#### Data under study ####

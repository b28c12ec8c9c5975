//! Terminal-backed dice source and decision provider.
//!
//! Both read from the same input and write to the same output, so they
//! share one [`Console`] behind `Rc<RefCell<_>>`. Quitting (`q`) or closing
//! the input ends the game with [`GameError::Aborted`].

use std::cell::RefCell;
use std::io::{BufRead, Write};
use std::rc::Rc;

use farkell_engine::errors::{DiceError, GameError};
use farkell_engine::roller::DiceSource;
use farkell_engine::scoring::ScoringBreakdown;
use farkell_engine::turn::{DecisionProvider, TurnContext};

use crate::formatters::{format_entry, format_roll, format_roll_result};
use crate::io_utils::read_stdin_line;
use crate::ui;
use crate::validation::{ParseResult, parse_dice_line, parse_yes_no};

pub struct Console<'a> {
    input: &'a mut dyn BufRead,
    out: &'a mut dyn Write,
}

pub type SharedConsole<'a> = Rc<RefCell<Console<'a>>>;

fn io_failure(e: std::io::Error) -> GameError {
    GameError::Aborted(format!("terminal I/O failed: {}", e))
}

impl<'a> Console<'a> {
    pub fn new(input: &'a mut dyn BufRead, out: &'a mut dyn Write) -> Self {
        Self { input, out }
    }

    pub fn shared(self) -> SharedConsole<'a> {
        Rc::new(RefCell::new(self))
    }

    pub fn out(&mut self) -> &mut dyn Write {
        &mut *self.out
    }

    /// Prompt until `parse` accepts the line.
    pub(crate) fn ask<T>(
        &mut self,
        prompt: &str,
        parse: impl Fn(&str) -> ParseResult<T>,
    ) -> Result<T, GameError> {
        loop {
            ui::prompt(self.out, prompt).map_err(io_failure)?;
            let Some(line) = read_stdin_line(self.input) else {
                return Err(GameError::Aborted("input closed".into()));
            };
            match parse(&line) {
                ParseResult::Value(v) => return Ok(v),
                ParseResult::Quit => return Err(GameError::Aborted("quit".into())),
                ParseResult::Invalid(msg) => {
                    ui::write_error(self.out, &msg).map_err(io_failure)?;
                }
            }
        }
    }

    pub(crate) fn say(&mut self, line: &str) -> Result<(), GameError> {
        writeln!(self.out, "{}", line).map_err(io_failure)
    }
}

/// Decisions typed in by the player at the terminal.
pub struct HumanDecider<'a> {
    console: SharedConsole<'a>,
    name: String,
}

impl<'a> HumanDecider<'a> {
    pub fn new(console: SharedConsole<'a>, name: impl Into<String>) -> Self {
        Self {
            console,
            name: name.into(),
        }
    }
}

impl DecisionProvider for HumanDecider<'_> {
    fn choose_banks(
        &mut self,
        ctx: &TurnContext<'_>,
        breakdown: &ScoringBreakdown,
    ) -> Result<Vec<bool>, GameError> {
        let mut console = self.console.borrow_mut();
        if let Some(roll) = ctx.roll {
            console.say(&format_roll(roll))?;
        }
        breakdown
            .iter()
            .map(|entry| {
                let prompt = format!("Bank {}? [y/n/q] ", format_entry(entry));
                console.ask(&prompt, parse_yes_no)
            })
            .collect()
    }

    fn keep_rolling(&mut self, ctx: &TurnContext<'_>) -> Result<bool, GameError> {
        let mut console = self.console.borrow_mut();
        if let Some(roll) = ctx.roll {
            if roll.auto_banked {
                console.say(&format_roll(roll))?;
            }
            console.say(&format_roll_result(roll))?;
        }
        console.say(&format!(
            "Turn bank: {}, dice left: {}",
            ctx.state.bank(),
            ctx.state.available_dice()
        ))?;
        console.ask("Roll again? [y/n/q] ", parse_yes_no)
    }

    fn name(&self) -> &str {
        &self.name
    }
}

/// Physical dice: the values are typed in after each throw.
pub struct RealDice<'a> {
    console: SharedConsole<'a>,
}

impl<'a> RealDice<'a> {
    pub fn new(console: SharedConsole<'a>) -> Self {
        Self { console }
    }
}

impl DiceSource for RealDice<'_> {
    fn supply(&mut self, count: usize) -> Result<Vec<u8>, GameError> {
        let prompt = format!("Roll {} dice and enter the values: ", count);
        self.console.borrow_mut().ask(&prompt, parse_dice_line)
    }

    fn reject(&mut self, error: &DiceError) {
        let mut console = self.console.borrow_mut();
        let _ = ui::write_error(console.out(), &error.to_string());
    }
}
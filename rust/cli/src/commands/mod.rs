//! Command handler modules for the farkell CLI.
//!
//! Each command lives in its own file with the same shape:
//!
//! - Public handler function: `pub fn handle_COMMAND_command(...) -> Result<(), CliError>`
//! - Output streams (`&mut dyn Write`) and input (`&mut dyn BufRead`) passed in
//! - Errors propagated as `CliError`

mod cfg;
mod play;
mod score;
mod sim;

pub use cfg::handle_cfg_command;
pub use play::{PlayOptions, handle_play_command};
pub use score::handle_score_command;
pub use sim::{SimOptions, handle_sim_command};
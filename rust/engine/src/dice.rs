use serde::{Deserialize, Serialize};

use crate::errors::DiceError;

/// Lowest face on a die.
pub const MIN_FACE: u8 = 1;
/// Highest face on a die.
pub const MAX_FACE: u8 = 6;
/// Number of dice a turn starts with (and gets back on hot dice).
pub const FULL_HAND: usize = 6;

/// A validated roll of 1 to 6 dice with faces 1 to 6.
///
/// Order is irrelevant: the dice are kept sorted so equal multisets compare equal.
#[derive(Debug, Clone, PartialEq, Eq, Hash, Serialize, Deserialize)]
#[serde(try_from = "Vec<u8>", into = "Vec<u8>")]
pub struct Hand {
    dice: Vec<u8>,
}

impl Hand {
    /// Build a hand of any legal size (1-6).
    pub fn new(values: Vec<u8>) -> Result<Self, DiceError> {
        if values.is_empty() || values.len() > FULL_HAND {
            return Err(DiceError::HandSize {
                expected: values.len().clamp(1, FULL_HAND),
                actual: values.len(),
            });
        }
        Self::checked(values)
    }

    /// Build a hand that must contain exactly `expected` dice.
    ///
    /// Size is checked before range, so a short roll with a bad face reports
    /// the size problem.
    ///
    /// ```
    /// use farkell_engine::dice::Hand;
    /// use farkell_engine::errors::DiceError;
    ///
    /// assert!(Hand::with_size(3, vec![1, 5, 6]).is_ok());
    /// assert_eq!(
    ///     Hand::with_size(3, vec![1, 5]),
    ///     Err(DiceError::HandSize { expected: 3, actual: 2 })
    /// );
    /// assert_eq!(
    ///     Hand::with_size(3, vec![1, 9, 0]),
    ///     Err(DiceError::DiceRange { dice: vec![(1, 9), (2, 0)] })
    /// );
    /// ```
    pub fn with_size(expected: usize, values: Vec<u8>) -> Result<Self, DiceError> {
        if values.len() != expected {
            return Err(DiceError::HandSize {
                expected,
                actual: values.len(),
            });
        }
        Self::new(values)
    }

    fn checked(mut values: Vec<u8>) -> Result<Self, DiceError> {
        let bad: Vec<(usize, u8)> = values
            .iter()
            .enumerate()
            .filter(|(_, v)| !(MIN_FACE..=MAX_FACE).contains(*v))
            .map(|(i, &v)| (i, v))
            .collect();
        if !bad.is_empty() {
            return Err(DiceError::DiceRange { dice: bad });
        }
        values.sort_unstable();
        Ok(Self { dice: values })
    }

    /// Dice in ascending face order.
    pub fn dice(&self) -> &[u8] {
        &self.dice
    }

    pub fn len(&self) -> usize {
        self.dice.len()
    }

    pub fn is_empty(&self) -> bool {
        self.dice.is_empty()
    }

    /// Occurrences per face; index 0 is unused so `counts()[face]` reads naturally.
    pub fn counts(&self) -> [u8; 7] {
        face_counts(&self.dice)
    }
}

impl TryFrom<Vec<u8>> for Hand {
    type Error = DiceError;

    fn try_from(values: Vec<u8>) -> Result<Self, Self::Error> {
        Hand::new(values)
    }
}

impl From<Hand> for Vec<u8> {
    fn from(hand: Hand) -> Self {
        hand.dice
    }
}

pub(crate) fn face_counts(dice: &[u8]) -> [u8; 7] {
    let mut counts = [0u8; 7];
    for &d in dice {
        counts[d as usize] += 1;
    }
    counts
}

/// Parse typed dice such as `"1 1 1 2 3 4"` or `"1,5,6"`.
///
/// Only checks that every token is a number; face range and hand size are left
/// to [`Hand::with_size`] so the caller gets the positional error report.
pub fn parse_dice(input: &str) -> Result<Vec<u8>, String> {
    input
        .split(|c: char| c.is_whitespace() || c == ',')
        .filter(|t| !t.is_empty())
        .map(|t| {
            t.parse::<u8>()
                .map_err(|_| format!("'{}' is not a die value", t))
        })
        .collect()
}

####

> **Exercise objective**: If a line in the records above holds the string "typed", copy it.

> **Response below**:
/// Decisions typed in by the player at the terminal.
/// Physical dice: the values are typed in after each throw.
/// Parse typed dice such as `"1 1 1 2 3 4"` or `"1,5,6"`.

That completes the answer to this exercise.